EXERCISE REQUIREMENTS — Search the records for the word "String" and copy every line in which it occurs.

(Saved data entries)
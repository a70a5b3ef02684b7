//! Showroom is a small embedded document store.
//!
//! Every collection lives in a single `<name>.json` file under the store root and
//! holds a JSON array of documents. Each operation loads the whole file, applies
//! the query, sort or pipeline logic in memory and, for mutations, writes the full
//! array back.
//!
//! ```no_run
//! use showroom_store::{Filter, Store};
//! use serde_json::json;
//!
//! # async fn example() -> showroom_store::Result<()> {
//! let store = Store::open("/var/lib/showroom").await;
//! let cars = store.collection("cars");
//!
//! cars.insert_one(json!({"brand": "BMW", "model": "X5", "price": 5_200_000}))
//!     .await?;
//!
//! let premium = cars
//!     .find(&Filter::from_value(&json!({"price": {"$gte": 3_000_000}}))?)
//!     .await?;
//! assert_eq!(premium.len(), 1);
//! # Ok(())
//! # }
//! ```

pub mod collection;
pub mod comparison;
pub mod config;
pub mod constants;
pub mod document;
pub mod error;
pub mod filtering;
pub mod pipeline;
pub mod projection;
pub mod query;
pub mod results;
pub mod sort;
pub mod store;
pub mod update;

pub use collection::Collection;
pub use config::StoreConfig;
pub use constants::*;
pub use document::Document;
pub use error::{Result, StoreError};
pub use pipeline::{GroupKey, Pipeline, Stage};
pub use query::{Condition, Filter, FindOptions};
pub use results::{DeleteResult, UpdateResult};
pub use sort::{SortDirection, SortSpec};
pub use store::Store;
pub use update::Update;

* * *

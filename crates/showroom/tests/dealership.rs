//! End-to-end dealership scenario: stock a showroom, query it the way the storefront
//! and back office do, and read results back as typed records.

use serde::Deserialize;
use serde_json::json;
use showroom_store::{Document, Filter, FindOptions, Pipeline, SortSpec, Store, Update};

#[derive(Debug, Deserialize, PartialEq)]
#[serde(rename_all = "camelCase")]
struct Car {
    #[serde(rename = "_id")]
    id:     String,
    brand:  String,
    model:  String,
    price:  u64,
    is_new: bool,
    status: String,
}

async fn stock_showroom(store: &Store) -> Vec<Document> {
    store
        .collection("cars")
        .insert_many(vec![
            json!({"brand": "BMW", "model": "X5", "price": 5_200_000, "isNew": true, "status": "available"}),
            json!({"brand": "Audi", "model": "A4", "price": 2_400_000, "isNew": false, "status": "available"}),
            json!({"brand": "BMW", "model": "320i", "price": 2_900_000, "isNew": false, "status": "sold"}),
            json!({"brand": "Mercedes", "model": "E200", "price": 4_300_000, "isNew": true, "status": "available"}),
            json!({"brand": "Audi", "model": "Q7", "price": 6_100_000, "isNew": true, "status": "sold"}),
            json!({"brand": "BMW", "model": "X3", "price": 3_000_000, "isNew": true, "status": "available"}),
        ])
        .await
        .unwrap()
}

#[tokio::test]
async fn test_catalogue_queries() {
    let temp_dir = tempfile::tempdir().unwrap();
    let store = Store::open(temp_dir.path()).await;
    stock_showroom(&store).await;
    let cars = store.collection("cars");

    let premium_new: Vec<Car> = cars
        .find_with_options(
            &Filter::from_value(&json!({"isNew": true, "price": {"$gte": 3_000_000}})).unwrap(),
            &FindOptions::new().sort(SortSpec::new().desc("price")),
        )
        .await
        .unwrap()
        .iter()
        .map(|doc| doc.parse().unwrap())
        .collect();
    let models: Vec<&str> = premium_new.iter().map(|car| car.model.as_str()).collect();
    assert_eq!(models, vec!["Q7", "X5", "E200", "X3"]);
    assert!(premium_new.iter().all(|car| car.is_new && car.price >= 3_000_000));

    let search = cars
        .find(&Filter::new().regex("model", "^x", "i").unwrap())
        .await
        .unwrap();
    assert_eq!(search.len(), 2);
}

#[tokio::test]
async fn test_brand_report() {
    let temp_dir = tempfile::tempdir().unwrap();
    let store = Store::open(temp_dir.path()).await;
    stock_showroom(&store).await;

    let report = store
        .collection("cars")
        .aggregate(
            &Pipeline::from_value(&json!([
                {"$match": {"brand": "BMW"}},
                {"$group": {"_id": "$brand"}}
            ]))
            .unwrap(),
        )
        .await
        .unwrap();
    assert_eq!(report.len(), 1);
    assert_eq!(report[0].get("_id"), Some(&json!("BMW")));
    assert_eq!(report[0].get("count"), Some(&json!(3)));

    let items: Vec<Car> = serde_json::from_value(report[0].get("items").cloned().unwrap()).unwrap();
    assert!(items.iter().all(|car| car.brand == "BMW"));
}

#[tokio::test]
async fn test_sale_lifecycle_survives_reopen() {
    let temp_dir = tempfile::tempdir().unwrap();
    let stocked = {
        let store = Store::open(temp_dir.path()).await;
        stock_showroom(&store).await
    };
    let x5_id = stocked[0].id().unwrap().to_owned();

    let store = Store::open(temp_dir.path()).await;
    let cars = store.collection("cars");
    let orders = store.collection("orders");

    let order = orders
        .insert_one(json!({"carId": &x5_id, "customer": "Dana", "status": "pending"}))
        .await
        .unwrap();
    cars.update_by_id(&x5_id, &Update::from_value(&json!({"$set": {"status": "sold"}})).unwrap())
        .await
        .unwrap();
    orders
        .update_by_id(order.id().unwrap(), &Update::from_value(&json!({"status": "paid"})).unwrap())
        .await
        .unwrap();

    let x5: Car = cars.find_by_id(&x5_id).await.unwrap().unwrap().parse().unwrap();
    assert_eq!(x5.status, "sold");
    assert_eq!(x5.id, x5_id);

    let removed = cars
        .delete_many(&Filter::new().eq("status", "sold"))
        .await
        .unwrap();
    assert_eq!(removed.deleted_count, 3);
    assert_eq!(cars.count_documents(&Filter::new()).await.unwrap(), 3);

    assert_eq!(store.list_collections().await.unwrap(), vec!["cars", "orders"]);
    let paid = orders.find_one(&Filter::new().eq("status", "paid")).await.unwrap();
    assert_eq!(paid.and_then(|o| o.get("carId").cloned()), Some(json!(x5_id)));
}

TASK ANSWER —
    id:     String,
    brand:  String,
    model:  String,
    status: String,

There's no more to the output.